2.1. Synthesis of CVD graphene and chemically derived graphene
Single and few layer graphene samples were synthesized by a thermal CVD method and transferred on to the Si/SiO2 and quartz substrate by standard wet chemical method. The chemically derived graphene such as GO and GQDs are obtained from simple chemical exfoliation techniques. The full details of the experiment and characterization of these samples are described in the supporting information (see sections: SI1–SI4).
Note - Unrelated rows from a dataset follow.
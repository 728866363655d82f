//! Renderer-facing export document.
//!
//! The renderer consumes plain records: node ids as integers, links by their
//! witness-scoped id, and keys in camelCase. `curvature` is omitted for
//! straight links.

use serde::Serialize;

use crate::config::GraphConfig;
use crate::graph::{GraphArena, GraphModel};
use crate::types::{Link, Node};

/// A node as seen by the renderer.
#[derive(Debug, Clone, PartialEq, Serialize)]
#[serde(rename_all = "camelCase")]
pub struct NodeExport {
    /// Node id.
    pub id: u64,
    /// Reading text.
    pub text: String,
    /// Occurrence count at the first level.
    pub occurrence_count: usize,
    /// Level.
    pub level: usize,
    /// Neighbor node ids.
    pub neighbors: Vec<u64>,
    /// Incident link ids.
    pub incident_links: Vec<String>,
}

impl NodeExport {
    pub(crate) fn from_node(node: &Node, arena: &GraphArena) -> Self {
        Self {
            id: node.id.as_u64(),
            text: node.text.clone(),
            occurrence_count: node.occurrence_count,
            level: node.level,
            neighbors: node.neighbors.iter().map(|n| n.as_u64()).collect(),
            incident_links: node
                .incident_links
                .iter()
                .filter_map(|i| arena.link(*i))
                .map(|l| l.id.clone())
                .collect(),
        }
    }
}

/// A link as seen by the renderer.
#[derive(Debug, Clone, PartialEq, Serialize)]
#[serde(rename_all = "camelCase")]
pub struct LinkExport {
    /// Witness-scoped id.
    pub id: String,
    /// Witness siglum.
    pub siglum: String,
    /// Witness colour.
    pub colour: String,
    /// Source node id.
    pub source: u64,
    /// Target node id.
    pub target: u64,
    /// Unordered endpoint key.
    pub node_pair_id: String,
    /// Arc bend, absent for straight links.
    #[serde(skip_serializing_if = "Option::is_none")]
    pub curvature: Option<f64>,
}

impl From<&Link> for LinkExport {
    fn from(link: &Link) -> Self {
        Self {
            id: link.id.clone(),
            siglum: link.siglum.clone(),
            colour: link.colour.clone(),
            source: link.source.as_u64(),
            target: link.target.as_u64(),
            node_pair_id: link.node_pair_id.to_string(),
            curvature: link.curvature,
        }
    }
}

/// The complete export document.
#[derive(Debug, Clone, Serialize)]
#[serde(rename_all = "camelCase")]
pub struct GraphExport {
    /// Export schema version.
    pub schema_version: String,
    /// Hash of the build config.
    pub config_hash: String,
    /// Hash of `nodes` and `links`.
    pub fingerprint: String,
    /// Witness sigla in row order.
    pub sigla: Vec<String>,
    /// Nodes.
    pub nodes: Vec<NodeExport>,
    /// Links.
    pub links: Vec<LinkExport>,
}

impl GraphExport {
    /// Build the export for a model built with `config`.
    pub fn new(model: &GraphModel, config: &GraphConfig) -> Result<Self, serde_json::Error> {
        Ok(Self {
            schema_version: crate::GRAPH_SCHEMA_VERSION.to_string(),
            config_hash: config.config_hash()?,
            fingerprint: model.fingerprint()?,
            sigla: model.sigla().to_vec(),
            nodes: model.node_exports(),
            links: model.link_exports(),
        })
    }

    /// Serialize as pretty JSON.
    pub fn to_json_pretty(&self) -> Result<String, serde_json::Error> {
        serde_json::to_string_pretty(self)
    }
}

#[cfg(test)]
mod tests {
    use super::*;
    use crate::identity::IdentityScheme;
    use crate::pipeline::Pipeline;

    #[test]
    fn test_export_shape() {
        let config = GraphConfig::default().with_identity(IdentityScheme::Interned);
        let model = Pipeline::new(config.clone())
            .unwrap()
            .build_rows(vec![vec!["W1", "cat", "dog"], vec!["W2", "cat", "dog"]])
            .unwrap();
        let export = GraphExport::new(&model, &config).unwrap();
        let json: serde_json::Value = serde_json::from_str(&export.to_json_pretty().unwrap()).unwrap();

        assert_eq!(json["schemaVersion"], crate::GRAPH_SCHEMA_VERSION);
        assert_eq!(json["nodes"][0]["occurrenceCount"], 2);
        assert_eq!(json["nodes"][0]["incidentLinks"][0], "W1:0");
        assert_eq!(json["links"][0]["nodePairId"], "0_1");
        assert_eq!(json["links"][1]["curvature"], 0.1);
        assert_eq!(json["links"][0]["colour"], "#a6cee3");
    }

    #[test]
    fn test_straight_links_omit_curvature() {
        let config = GraphConfig::default();
        let model = Pipeline::new(config.clone())
            .unwrap()
            .build_rows(vec![vec!["W1", "a", "b"]])
            .unwrap();
        let json = serde_json::to_value(GraphExport::new(&model, &config).unwrap()).unwrap();

        assert!(json["links"][0].get("curvature").is_none());
    }
}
2.2. Deposition of high quality ZnO thin films on graphene
High quality ZnO films with three different thicknesses: ∼300 nm (code-Z1), ∼100 nm (code-Z2) and ∼10 nm (codeZ3), were deposited by RF magnetron sputtering on various graphene substrates for the growth of ZnO NWs. High purity ZnO sputter target (99.999%, Kurt J Lesker, USA) was used as a source for the ZnO grain growth. Initially the chamber was evacuated to a base pressure of 6.7 × 10−6 mbar and during the sputtering it was maintained at 1 × 10−2 mbar. The RF power was kept at 100 W. The substrates were heated to 200 °C for better crystalinity and uniformity of the ZnO grains. Further, these ZnO thin films were subjected to rapid thermal annealing (RTA) treatment at 600 °C in Ar gas ambient (flow rate of 200 standard cubic centimeters (SCCM)) atmosphere for 3 min using a commercial RTA system (MILA3000, Ulvac, Japan) in order to further improve the crystalline quality as well as for the removal of excess oxygen traps on the ZnO thin films on various substrates. Improvements in the crystalinity of ZnO grains and their phases were confirmed from XRD and HRTEM analyses (discussed later).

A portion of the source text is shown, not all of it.